In order to understand the actions of acetylcholine on neurons of human neocortex, the Frankfurt researchers teamed up with researchers at VU University in Amsterdam to obtain living human tissue that needs to be removed from patients being treated for different brain disorders. These generous donations by the patients enabled postdoc Rogier Poorthuis to investigate how the activity of different types of neurons is affected by acetylcholine. Remarkably, they identified a cell-type that is strongly and rapidly excited by this modulator.
The research team went on to investigate the receptors underlying the responses in interneurons and found those to be similar to mice. Letzkus: “We continued our investigations and studied the molecular properties of human layer 1 interneurons. The results were striking. We found a novel genetic marker that is conserved between humans and mice, and that can now be used to understand how human brain disorders affect these cells”.

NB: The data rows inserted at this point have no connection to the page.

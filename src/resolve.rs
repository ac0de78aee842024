//! Classify a free-form Bilibili URL into one of the identifier schemes the
//! platform APIs accept.

use std::fmt;
use std::sync::LazyLock;

use log::warn;
use regex::Regex;

static EPISODE_RE: LazyLock<Regex> =
    LazyLock::new(|| Regex::new(r"ep(?:_id=)?([0-9]+)").expect("valid episode pattern"));
static BVID_RE: LazyLock<Regex> = LazyLock::new(|| {
    Regex::new(r"(?i)(BV[1-9A-HJ-NP-Za-km-z]+)").expect("valid bvid pattern")
});
static AVID_RE: LazyLock<Regex> =
    LazyLock::new(|| Regex::new(r"(?i)av([0-9]+)").expect("valid avid pattern"));
static SEASON_RE: LazyLock<Regex> =
    LazyLock::new(|| Regex::new(r"ss(?:eason_id=)?([0-9]+)").expect("valid season pattern"));

#[derive(Debug, Clone, Copy, PartialEq, Eq)]
pub enum IdKind {
    /// Bangumi episode, `ep123` or `ep_id=123`.
    Episode,
    /// Base-58 video id, `BV1xx411c7mD`.
    Bvid,
    /// Legacy numeric video id, `av170001`.
    Avid,
    /// Bangumi season, `ss123`.
    Season,
}

impl fmt::Display for IdKind {
    fn fmt(&self, f: &mut fmt::Formatter<'_>) -> fmt::Result {
        let s = match self {
            IdKind::Episode => "epid",
            IdKind::Bvid => "bvid",
            IdKind::Avid => "avid",
            IdKind::Season => "ssid",
        };
        f.write_str(s)
    }
}

#[derive(Debug, Clone, PartialEq, Eq)]
pub struct Identifier {
    pub kind: IdKind,
    pub value: String,
}

/// Match `raw` against the known id patterns in priority order
/// (episode, bvid, avid, season) and return the first hit.
///
/// # Example
/// ```
/// use danmaku_analysis::{IdKind, resolve_identifier};
/// let id = resolve_identifier("https://www.bilibili.com/video/BV1xx411c7mD").unwrap();
/// assert_eq!(id.kind, IdKind::Bvid);
/// assert_eq!(id.value, "BV1xx411c7mD");
/// assert!(resolve_identifier("not a url").is_none());
/// ```
pub fn resolve_identifier(raw: &str) -> Option<Identifier> {
    if raw.is_empty() {
        warn!("Empty URL, nothing to resolve");
        return None;
    }

    let patterns: [(IdKind, &Regex); 4] = [
        (IdKind::Episode, &EPISODE_RE),
        (IdKind::Bvid, &BVID_RE),
        (IdKind::Avid, &AVID_RE),
        (IdKind::Season, &SEASON_RE),
    ];

    let found = patterns.iter().find_map(|(kind, re)| {
        let value = re.captures(raw)?.get(1)?.as_str().to_string();
        Some(Identifier { kind: *kind, value })
    });

    if found.is_none() {
        warn!("No Bilibili id pattern found in '{raw}'");
    }
    found
}

#[cfg(test)]
mod tests {
    use super::*;

    fn resolved(raw: &str) -> (IdKind, String) {
        let id = resolve_identifier(raw).unwrap();
        (id.kind, id.value)
    }

    #[test]
    fn recognizes_each_scheme() {
        assert_eq!(
            resolved("https://www.bilibili.com/video/BV1xx411c7mD"),
            (IdKind::Bvid, "BV1xx411c7mD".to_string())
        );
        assert_eq!(
            resolved("https://www.bilibili.com/bangumi/play/ep374717"),
            (IdKind::Episode, "374717".to_string())
        );
        assert_eq!(
            resolved("https://api.example/view?ep_id=42"),
            (IdKind::Episode, "42".to_string())
        );
        assert_eq!(
            resolved("https://www.bilibili.com/video/av170001"),
            (IdKind::Avid, "170001".to_string())
        );
        assert_eq!(
            resolved("https://www.bilibili.com/bangumi/play/ss33802"),
            (IdKind::Season, "33802".to_string())
        );
    }

    #[test]
    fn bvid_and_avid_are_case_insensitive() {
        assert_eq!(resolved("bv1xx411c7mD").0, IdKind::Bvid);
        assert_eq!(resolved("AV12345"), (IdKind::Avid, "12345".to_string()));
    }

    #[test]
    fn episode_wins_over_bvid() {
        let (kind, value) = resolved("https://www.bilibili.com/video/BV1xx411c7mD?from=ep99");
        assert_eq!(kind, IdKind::Episode);
        assert_eq!(value, "99");
    }

    #[test]
    fn unrecognized_and_empty_input() {
        assert!(resolve_identifier("not a url").is_none());
        assert!(resolve_identifier("").is_none());
        assert!(resolve_identifier("https://example.com/watch").is_none());
    }
}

Besides similarities, there are differences between the responses of mouse and human interneurons. One is that in humans these cells respond much more vigorously than their rodent counterparts, which indicates that fewer inputs may be able to recruit them during cognitive processes.
“It was truly fascinating to be able to record the activity of human interneurons” says Johannes Letzkus. “Despite some special features, we were struck by how many of the fundamental properties of these neurons are conserved in human neocortex, which also suggests that research on mice can contribute significantly to an understanding of our own brain”.